What would those resources be for? The quota for local governments would be a great help to carry out development projects, such as road concrete, water supply and school buildings, among others. There are constant calls for all mining companies operating in the province to strictly comply with existing and relevant environmental laws. The 20 km long Homonhon Island is mostly known for metal ores. In 2022 the mining companies extracted 605,176 tons of nickel ore and 19,105 tons of chromite from the island.

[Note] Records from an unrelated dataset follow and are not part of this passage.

use ratatui::layout::Rect;
use ratatui::style::{Modifier, Style};
use ratatui::text::{Line, Span, Text};
use ratatui::widgets::{Block, Borders, Clear, List, ListItem, ListState, Paragraph, Wrap};
use ratatui::Frame;

use crate::api::Post;
use crate::ui::app::{App, Screen};
use crate::ui::compose::{ComposeField, ComposeState};
use crate::ui::feed::FeedState;
use crate::ui::footer::Footer;
use crate::ui::header::Header;
use crate::ui::layout::{centered_rect, layout_regions, toast_rect};
use crate::ui::notify::ToastKind;
use crate::ui::theme::{
    ACCENT, ACTIVE_HIGHLIGHT, GLOBAL_BORDER, HEADER_TEXT, LIKE_ACTIVE, MUTED_TEXT, POPUP_BORDER,
    STATUS_ERROR, STATUS_OK,
};

pub fn draw(frame: &mut Frame<'_>, app: &App) {
    let area = frame.area();
    let (header, body, footer) = layout_regions(area);

    let header_widget = Header::new();
    frame.render_widget(
        header_widget.widget(&app.server_label(), app.is_authenticated()),
        header,
    );

    frame.render_widget(Clear, body);
    match app.screen().clone() {
        Screen::Feed => draw_feed(frame, body, app),
        Screen::Read { post_id } => draw_read(frame, body, app, &post_id),
        Screen::Compose => draw_compose(frame, body, app),
    }

    let footer_widget = Footer::new();
    frame.render_widget(footer_widget.widget(app.screen(), footer), footer);

    draw_toasts(frame, body, app);
}

fn bordered(title: &'static str) -> Block<'static> {
    Block::default()
        .title(Span::styled(title, Style::default().fg(ACCENT)))
        .borders(Borders::ALL)
        .border_style(Style::default().fg(GLOBAL_BORDER))
}

// ---------------------------------------------------------------------------
// Feed
// ---------------------------------------------------------------------------

fn draw_feed(frame: &mut Frame<'_>, body: Rect, app: &App) {
    match app.feed() {
        FeedState::Idle | FeedState::Loading => {
            frame.render_widget(
                Paragraph::new("Loading feed…")
                    .style(Style::default().fg(MUTED_TEXT))
                    .block(bordered("Feed")),
                body,
            );
        }
        FeedState::Failed => {
            frame.render_widget(
                Paragraph::new("Could not load the feed. Press r to retry.")
                    .style(Style::default().fg(STATUS_ERROR))
                    .block(bordered("Feed")),
                body,
            );
        }
        FeedState::Ready { posts, selected } => {
            if posts.is_empty() {
                frame.render_widget(
                    Paragraph::new("No posts yet. Press n to write the first one.")
                        .style(Style::default().fg(MUTED_TEXT))
                        .block(bordered("Feed")),
                    body,
                );
                return;
            }

            let items: Vec<ListItem> = posts.iter().map(|post| card_item(post, app)).collect();
            let list = List::new(items)
                .block(bordered("Feed"))
                .highlight_style(Style::default().bg(ACTIVE_HIGHLIGHT));
            let mut state = ListState::default();
            state.select(Some(*selected));
            frame.render_stateful_widget(list, body, &mut state);
        }
    }
}

fn card_item(post: &Post, app: &App) -> ListItem<'static> {
    let liked = app.likes().liked(&post.id);
    let syncing = app
        .likes()
        .card(&post.id)
        .map(|card| card.in_flight.is_some())
        .unwrap_or(false);

    let like_span = if liked {
        Span::styled("♥ liked", Style::default().fg(LIKE_ACTIVE))
    } else {
        Span::styled("♡ like", Style::default().fg(MUTED_TEXT))
    };
    let mut meta_spans = vec![
        like_span,
        Span::styled(
            format!(
                "  ·  {}  ·  {} image",
                post.category,
                format_image_size(post.image_size_bytes())
            ),
            Style::default().fg(MUTED_TEXT),
        ),
    ];
    if syncing {
        meta_spans.push(Span::styled(
            "  (syncing)",
            Style::default().fg(MUTED_TEXT).add_modifier(Modifier::DIM),
        ));
    }

    let lines = vec![
        Line::from(Span::styled(
            excerpt(&post.title, 50),
            Style::default().fg(HEADER_TEXT).add_modifier(Modifier::BOLD),
        )),
        Line::from(Span::styled(
            excerpt(&post.content, 150),
            Style::default().fg(MUTED_TEXT),
        )),
        Line::from(Span::styled(
            format!("By {} on {}", post.author, post.publish_date),
            Style::default().fg(MUTED_TEXT),
        )),
        Line::from(meta_spans),
        Line::from(""),
    ];

    ListItem::new(Text::from(lines))
}

// ---------------------------------------------------------------------------
// Read screen
// ---------------------------------------------------------------------------

fn draw_read(frame: &mut Frame<'_>, body: Rect, app: &App, post_id: &str) {
    let Some(post) = app.feed().post(post_id) else {
        frame.render_widget(
            Paragraph::new("This post is no longer in the feed. Esc to go back.")
                .style(Style::default().fg(MUTED_TEXT))
                .block(bordered("Post")),
            body,
        );
        return;
    };

    let comment_height = 5.min(body.height);
    let post_area = Rect {
        height: body.height.saturating_sub(comment_height),
        ..body
    };
    let comment_area = Rect {
        y: body.y + body.height.saturating_sub(comment_height),
        height: comment_height,
        ..body
    };

    let liked = app.likes().liked(&post.id);
    let like_line = if liked {
        Line::from(Span::styled("♥ You like this post", Style::default().fg(LIKE_ACTIVE)))
    } else {
        Line::from(Span::styled("♡ Not liked yet", Style::default().fg(MUTED_TEXT)))
    };

    let mut lines = vec![
        Line::from(Span::styled(
            post.title.clone(),
            Style::default().fg(HEADER_TEXT).add_modifier(Modifier::BOLD),
        )),
        Line::from(Span::styled(
            format!(
                "By {} on {}  ·  {}",
                post.author, post.publish_date, post.category
            ),
            Style::default().fg(MUTED_TEXT),
        )),
        like_line,
        Line::from(""),
    ];
    lines.extend(post.content.split('\n').map(|row| Line::from(row.to_string())));

    frame.render_widget(
        Paragraph::new(lines)
            .wrap(Wrap { trim: false })
            .block(bordered("Post")),
        post_area,
    );

    let comment = app.comment_form();
    let comment_text = if comment.text.is_empty() {
        Span::styled("Write a comment…", Style::default().fg(MUTED_TEXT))
    } else {
        Span::styled(comment.text.clone(), Style::default().fg(HEADER_TEXT))
    };
    frame.render_widget(
        Paragraph::new(Line::from(comment_text))
            .wrap(Wrap { trim: false })
            .block(bordered("Comment")),
        comment_area,
    );
}

// ---------------------------------------------------------------------------
// Compose
// ---------------------------------------------------------------------------

fn draw_compose(frame: &mut Frame<'_>, body: Rect, app: &App) {
    match app.compose() {
        ComposeState::LoginRequired => {
            let lines = vec![
                Line::from("You need to be logged in to create a blog post."),
                Line::from(""),
                Line::from("Run `inkpost login --token <TOKEN>` and try again."),
                Line::from(""),
                Line::from(Span::styled(
                    "Esc to go back",
                    Style::default().fg(MUTED_TEXT),
                )),
            ];
            let area = centered_rect(60, 40, body);
            frame.render_widget(Clear, area);
            frame.render_widget(
                Paragraph::new(lines).block(
                    Block::default()
                        .title(Span::styled("Login required", Style::default().fg(ACCENT)))
                        .borders(Borders::ALL)
                        .border_style(Style::default().fg(POPUP_BORDER)),
                ),
                area,
            );
        }
        ComposeState::Editing {
            title,
            content,
            image_path,
            focused,
            submitting,
            ..
        } => {
            let mut lines = Vec::new();
            push_field(&mut lines, "Title", title, *focused == ComposeField::Title);
            push_field(
                &mut lines,
                "Content",
                content,
                *focused == ComposeField::Content,
            );
            push_field(
                &mut lines,
                "Category",
                &format!("‹ {} ›", app.compose().category_name()),
                *focused == ComposeField::Category,
            );
            push_field(
                &mut lines,
                "Featured image",
                image_path,
                *focused == ComposeField::ImagePath,
            );
            if *submitting {
                lines.push(Line::from(Span::styled(
                    "Publishing…",
                    Style::default().fg(STATUS_OK),
                )));
            }

            frame.render_widget(
                Paragraph::new(lines)
                    .wrap(Wrap { trim: false })
                    .block(bordered("New post")),
                body,
            );
        }
        ComposeState::Hidden => {}
    }
}

fn push_field(lines: &mut Vec<Line<'static>>, label: &'static str, value: &str, focused: bool) {
    let label_style = if focused {
        Style::default().fg(ACCENT).add_modifier(Modifier::BOLD)
    } else {
        Style::default().fg(MUTED_TEXT)
    };
    lines.push(Line::from(Span::styled(label, label_style)));

    let mut rows: Vec<&str> = value.split('\n').collect();
    if rows.is_empty() {
        rows.push("");
    }
    let last = rows.len() - 1;
    for (idx, row) in rows.into_iter().enumerate() {
        let mut spans = vec![Span::styled(
            row.to_string(),
            Style::default().fg(HEADER_TEXT),
        )];
        if focused && idx == last {
            spans.push(Span::styled("▏", Style::default().fg(ACCENT)));
        }
        lines.push(Line::from(spans));
    }
    lines.push(Line::from(""));
}

// ---------------------------------------------------------------------------
// Toasts
// ---------------------------------------------------------------------------

fn draw_toasts(frame: &mut Frame<'_>, body: Rect, app: &App) {
    let notifications = app.notifications();
    if notifications.is_empty() || body.height < 3 {
        return;
    }

    let lines: Vec<Line> = notifications
        .iter()
        .map(|toast| {
            let (marker, color) = match toast.kind {
                ToastKind::Success => ("✓ ", STATUS_OK),
                ToastKind::Error => ("✗ ", STATUS_ERROR),
            };
            Line::from(vec![
                Span::styled(marker, Style::default().fg(color)),
                Span::styled(toast.message.clone(), Style::default().fg(HEADER_TEXT)),
            ])
        })
        .collect();

    let area = toast_rect(body, lines.len() as u16);
    frame.render_widget(Clear, area);
    frame.render_widget(
        Paragraph::new(lines).block(
            Block::default()
                .borders(Borders::ALL)
                .border_style(Style::default().fg(POPUP_BORDER)),
        ),
        area,
    );
}

// ---------------------------------------------------------------------------
// Helpers
// ---------------------------------------------------------------------------

/// Card preview text: first `max_chars` characters on one line, with a
/// trailing ellipsis when cut, the way the web cards truncate.
fn excerpt(text: &str, max_chars: usize) -> String {
    let flat = text.replace('\n', " ");
    let mut out: String = flat.chars().take(max_chars).collect();
    if flat.chars().count() > max_chars {
        out.push_str("...");
    }
    out
}

fn format_image_size(bytes: usize) -> String {
    if bytes >= 1024 * 1024 {
        format!("{:.1} MB", bytes as f64 / (1024.0 * 1024.0))
    } else if bytes >= 1024 {
        format!("{:.1} KB", bytes as f64 / 1024.0)
    } else {
        format!("{bytes} B")
    }
}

The earnings of mining companies. Ben Evardone, governor of East Samar – an island that is part of the Visayas, one of the three main groupings of islands into which the Philippines is administratively divided – reiterated his request that local government units that house extractive companies should have a share of the excise duty levied on mining operations in Homonhon Island in Guiuan City. Evardone himself revealed that host local governments have yet to receive their share of excise taxes collected by the national government from mining companies operating on Homonhon Island, where as many as four mining companies operate: Techiron Resources, Inc., Emir Mineral Resources Corp., King Resources Mining Corp. and Global Min-met Resources, Inc. These mining companies had combined earnings of 9.3 billion Philippine peso (PHP) last year, according to the governor.

The rights of local communities. Under the 1991 Local Government Code, local governments are entitled to 40% of gross earnings from “mining taxes, royalties from mineral reserves, forest charges and taxes and revenues collected from energy resources” in their areas. The tax collected will be divided among the local government units hosting the mining operations, of which 40% for the village, 30% for the municipality and 30% for the province.As required by the National Internal Revenue Code of 1997, an excise duty of 4% will be imposed on extracted or produced minerals or quarried resources based on the actual market value of the gross production of these products at the time of their removal. An excise duty – it should be remembered – is a tax on the production, sale or consumption of a commodity in a country.